- PROBLEM REQUIREMENTS: What you return should be the lines of the data containing "const", each in full.

[Records from a collection]
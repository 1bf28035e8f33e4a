/// State of the active debug session, bound to the PTY slave
use std::fmt::Display;
use std::fs::File;
use std::io::{self, BufRead, BufReader};
use std::os::fd::OwnedFd;
use std::path::Path;
use std::sync::atomic::{AtomicBool, Ordering};
use std::sync::{Mutex, MutexGuard};

use nix::errno::Errno;
use tracing::{debug, info};

use crate::console::{Console, render};
use crate::debugger::StackEntry;
use crate::dispatch::CommandRegistry;
use crate::pty::{SharedSize, TerminalSize};

pub const DEFAULT_PROMPT: &str = "rs-debug> ";

const CLOSING_NOTICE: &str = "Closing connection";
const POST_MORTEM_NOTICE: &str = "Post-mortem debugging, the program stopped with:";

fn lock<T>(mutex: &Mutex<T>) -> MutexGuard<'_, T> {
    match mutex.lock() {
        Ok(guard) => guard,
        Err(poisoned) => poisoned.into_inner(),
    }
}

/// Everything the dispatch loop needs: line input from the slave, the styled
/// console on the slave, and per-session dispatch state.
///
/// Reads and writes take separate locks so a nested loop started from a
/// dispatched command can use the same session.
#[derive(Debug)]
pub struct Session {
    reader: Mutex<Option<BufReader<File>>>,
    console: Console,
    term_type: String,
    prompt: Mutex<String>,
    commands: CommandRegistry,
    current_command: Mutex<Option<String>>,
    skip_print_stack_entry: AtomicBool,
}

impl Session {
    pub fn new(slave: OwnedFd, term_type: String, size: SharedSize) -> io::Result<Self> {
        let reader = File::from(slave.try_clone()?);
        let writer = File::from(slave);
        Ok(Self {
            reader: Mutex::new(Some(BufReader::new(reader))),
            console: Console::new(writer, size),
            term_type,
            prompt: Mutex::new(DEFAULT_PROMPT.to_string()),
            commands: CommandRegistry::new(),
            current_command: Mutex::new(None),
            skip_print_stack_entry: AtomicBool::new(false),
        })
    }

    pub fn console(&self) -> &Console {
        &self.console
    }

    pub fn term_type(&self) -> &str {
        &self.term_type
    }

    pub fn terminal_size(&self) -> TerminalSize {
        self.console.size()
    }

    pub fn commands(&self) -> &CommandRegistry {
        &self.commands
    }

    pub fn prompt(&self) -> String {
        lock(&self.prompt).clone()
    }

    /// Set the prompt; a trailing space is added when missing
    pub fn set_prompt(&self, prompt: &str) {
        let mut prompt = prompt.to_string();
        if !prompt.ends_with(' ') {
            prompt.push(' ');
        }
        *lock(&self.prompt) = prompt;
    }

    pub fn current_command(&self) -> Option<String> {
        lock(&self.current_command).clone()
    }

    pub(crate) fn set_current_command(&self, line: Option<&str>) {
        *lock(&self.current_command) = line.map(str::to_string);
    }

    /// Block for the next input line, without its line terminator.
    ///
    /// Bytes that are not UTF-8 are replaced rather than rejected. `None`
    /// once the terminal has hung up or the session was closed.
    pub fn read_line(&self) -> io::Result<Option<String>> {
        let mut guard = lock(&self.reader);
        let Some(reader) = guard.as_mut() else {
            return Ok(None);
        };
        let mut raw = Vec::new();
        match reader.read_until(b'\n', &mut raw) {
            Ok(0) => Ok(None),
            Ok(_) => {
                let line = String::from_utf8_lossy(&raw);
                Ok(Some(line.trim_end_matches(['\n', '\r']).to_string()))
            }
            // the master went away
            Err(e) if e.raw_os_error() == Some(Errno::EIO as i32) => {
                debug!("Session: slave hung up");
                Ok(None)
            }
            Err(e) => Err(e),
        }
    }

    pub fn message(&self, text: impl Display) {
        self.console.message(text);
    }

    pub fn error(&self, text: impl Display) {
        self.console.error(text);
    }

    /// Command names in columns fitted to the remote terminal width
    pub fn print_topics(&self, header: &str, cmds: &[String]) {
        self.console.message(render::topics(header, cmds, self.console.width()));
    }

    /// Numbered listing of `first..=last` from `path`, marking `current`
    pub fn print_source(&self, path: &Path, first: usize, last: usize, current: Option<usize>) -> io::Result<()> {
        let source = std::fs::read_to_string(path)?;
        let first = first.max(1);
        let lines: Vec<String> = source
            .lines()
            .skip(first - 1)
            .take(last.saturating_sub(first) + 1)
            .map(str::to_string)
            .collect();
        self.console.message(render::source_listing(&lines, first, current));
        Ok(())
    }

    pub fn print_stack_trace(&self, entries: &[StackEntry]) {
        self.console.message(render::stack_trace(entries));
    }

    /// Print the frame the debugger stopped in, unless a post-mortem report
    /// just did so
    pub fn print_stack_entry(&self, entry: &StackEntry) {
        if self.skip_print_stack_entry.swap(false, Ordering::SeqCst) {
            return;
        }
        let mut out = render::stack_entry(entry);
        if let Ok(source) = std::fs::read_to_string(&entry.filename) {
            if let Some(line) = source.lines().nth(entry.lineno.saturating_sub(1)) {
                out.push_str(&render::source_listing(&[line.to_string()], entry.lineno, Some(entry.lineno)));
            }
        }
        self.console.message(out);
    }

    /// Report the error a post-mortem session starts from; the next stack
    /// entry print is skipped as the report already shows where it happened
    pub fn enter_post_mortem(&self, error: &anyhow::Error) {
        self.console.info(POST_MORTEM_NOTICE);
        self.console.error(format!("{error:#}"));
        self.skip_print_stack_entry.store(true, Ordering::SeqCst);
    }

    /// Write the closing notice, wait for it to leave the slave, then close
    /// every slave handle the session holds
    pub(crate) fn close(&self) {
        if self.console.is_closed() {
            return;
        }
        self.console.print(CLOSING_NOTICE);
        if let Err(e) = self.console.drain() {
            debug!("Session: tcdrain failed: {}", e);
        }
        drop(self.console.close());
        drop(lock(&self.reader).take());
        info!("Session closed");
    }
}
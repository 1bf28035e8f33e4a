//! Remote terminal access to a debugging session.
//!
//! A debugged process listens on a TCP socket, a client connects and sends
//! its terminal settings, and from then on the client's terminal is bridged
//! to a PTY whose slave side drives the debugger's command loop.
pub mod api;
pub mod config;
pub mod console;
pub mod debugger;
pub mod dispatch;
pub mod piping;
pub mod protocol;
pub mod pty;
pub mod session;
pub mod stdio;

pub use api::{attach, attach_on_error, attach_post_mortem, attach_post_mortem_with, attach_with};
pub use debugger::{DebuggerCore, StackEntry, Variable};
pub use dispatch::{CommandOutcome, SessionEnd};
pub use session::{AttachOptions, Session, SessionHandle};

- ANSWER TO THIS PROBLEM:
pub const DEFAULT_PROMPT: &str = "rs-debug> ";
const CLOSING_NOTICE: &str = "Closing connection";
const POST_MORTEM_NOTICE: &str = "Post-mortem debugging, the program stopped with:";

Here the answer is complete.